Conceptually, everything rely on the well-understood key-pairs cryptography, which, in turns, rely on a pair of a huge prime numbers. This is OK, if we do not look at the implementation details.

Identities

From this we get cryptographic hashes as unique identities of various components. This is also OK.

Transactions

This is a broadcasted “message”, which contain “source” (From:) and “destination” (To:) addresses and the optional “amount” and “data” fields.

The “amount” is for transfer (kind of) transactions, the “data” is for calling the “contract” (specified by the “destination” address).

When calling a contract the “amount” field can be used too, but it is better to avoid this practice.

Messages

There are “internal transactions”, initiated by a contract, which are called messages.

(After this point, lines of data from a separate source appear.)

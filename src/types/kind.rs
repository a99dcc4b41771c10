//! # Value Kind Discriminants
//!
//! This module provides the canonical `Kind` enum, the closed set of variant
//! tags a row cell can carry. Every cell the engine manipulates is tagged
//! with exactly one of these kinds; the tag is fixed at construction and
//! never changes for the lifetime of the value.
//!
//! ## Design Principles
//!
//! 1. **Single source of truth**: one `Kind` enum used by values, schemas
//!    and projections alike
//! 2. **Storage-efficient**: `#[repr(u8)]` for a single-byte discriminant
//! 3. **Closed set**: adding a kind is a deliberate, crate-wide decision
//!
//! ## Kinds
//!
//! | Kind | Payload | Wire tag |
//! |-----------|----------------------------------|-----------|
//! | Int | 64-bit signed integer | INT |
//! | Real | IEEE-754 double | REAL |
//! | Bool | boolean | BOOLEAN |
//! | Date | calendar day (Julian-day-backed) | DATE |
//! | Time | time of day (seconds-backed) | TIME |
//! | Timestamp | instant (seconds-backed) | TIMESTAMP |
//! | String | owned byte sequence | STRING |

use std::fmt;

/// Variant tag for a [`TypedValue`](super::TypedValue).
///
/// Uses `#[repr(u8)]` for efficient single-byte storage encoding.
#[repr(u8)]
#[derive(Debug, Clone, Copy, PartialEq, Eq, Hash)]
pub enum Kind {
    Int = 0,
    Real = 1,
    Bool = 2,
    Date = 3,
    Time = 4,
    Timestamp = 5,
    String = 6,
}

impl Kind {
    /// Returns the wire-level type tag for this kind.
    pub fn name(&self) -> &'static str {
        match self {
            Kind::Int => "INT",
            Kind::Real => "REAL",
            Kind::Bool => "BOOLEAN",
            Kind::Date => "DATE",
            Kind::Time => "TIME",
            Kind::Timestamp => "TIMESTAMP",
            Kind::String => "STRING",
        }
    }

    /// Returns true if this is a numeric kind.
    pub fn is_numeric(&self) -> bool {
        matches!(self, Kind::Int | Kind::Real)
    }

    /// Returns true if this is a date/time kind.
    pub fn is_datetime(&self) -> bool {
        matches!(self, Kind::Date | Kind::Time | Kind::Timestamp)
    }

    /// Returns all kinds, in discriminant order.
    pub fn all() -> [Kind; 7] {
        [
            Kind::Int,
            Kind::Real,
            Kind::Bool,
            Kind::Date,
            Kind::Time,
            Kind::Timestamp,
            Kind::String,
        ]
    }
}

impl fmt::Display for Kind {
    fn fmt(&self, f: &mut fmt::Formatter<'_>) -> fmt::Result {
        f.write_str(self.name())
    }
}

impl TryFrom<u8> for Kind {
    type Error = eyre::Report;

    fn try_from(value: u8) -> Result<Self, Self::Error> {
        match value {
            0 => Ok(Kind::Int),
            1 => Ok(Kind::Real),
            2 => Ok(Kind::Bool),
            3 => Ok(Kind::Date),
            4 => Ok(Kind::Time),
            5 => Ok(Kind::Timestamp),
            6 => Ok(Kind::String),
            _ => eyre::bail!("invalid Kind discriminant: {}", value),
        }
    }
}

#[cfg(test)]
mod tests {
    use super::*;

    #[test]
    fn discriminant_roundtrip() {
        for kind in Kind::all() {
            assert_eq!(Kind::try_from(kind as u8).unwrap(), kind);
        }
        assert!(Kind::try_from(7).is_err());
        assert!(Kind::try_from(255).is_err());
    }

    #[test]
    fn wire_names() {
        assert_eq!(Kind::Int.name(), "INT");
        assert_eq!(Kind::Bool.name(), "BOOLEAN");
        assert_eq!(Kind::Timestamp.to_string(), "TIMESTAMP");
    }

    #[test]
    fn categories() {
        assert!(Kind::Int.is_numeric());
        assert!(Kind::Real.is_numeric());
        assert!(!Kind::Date.is_numeric());
        assert!(Kind::Time.is_datetime());
        assert!(!Kind::String.is_datetime());
    }
}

Conceptually, every transaction is a “signed” message (from, to), and every message has to be some kind of a transaction.

So, now what?

For last 10 years they have managed to put ad-hook fixes and make it usable. So, by just using current solutions (geth and solc) very carefully one can use the ecosystem for some simple tasks.

The obvious ones are to collect transaction fees, just like Uniswap did.

Author: <schiptsov@gmail.com>

Email: lngnmn2@yahoo.com

Created: 2023-08-08 Tue 18:37

Emacs 29.1.50 (Org mode 9.7-pre)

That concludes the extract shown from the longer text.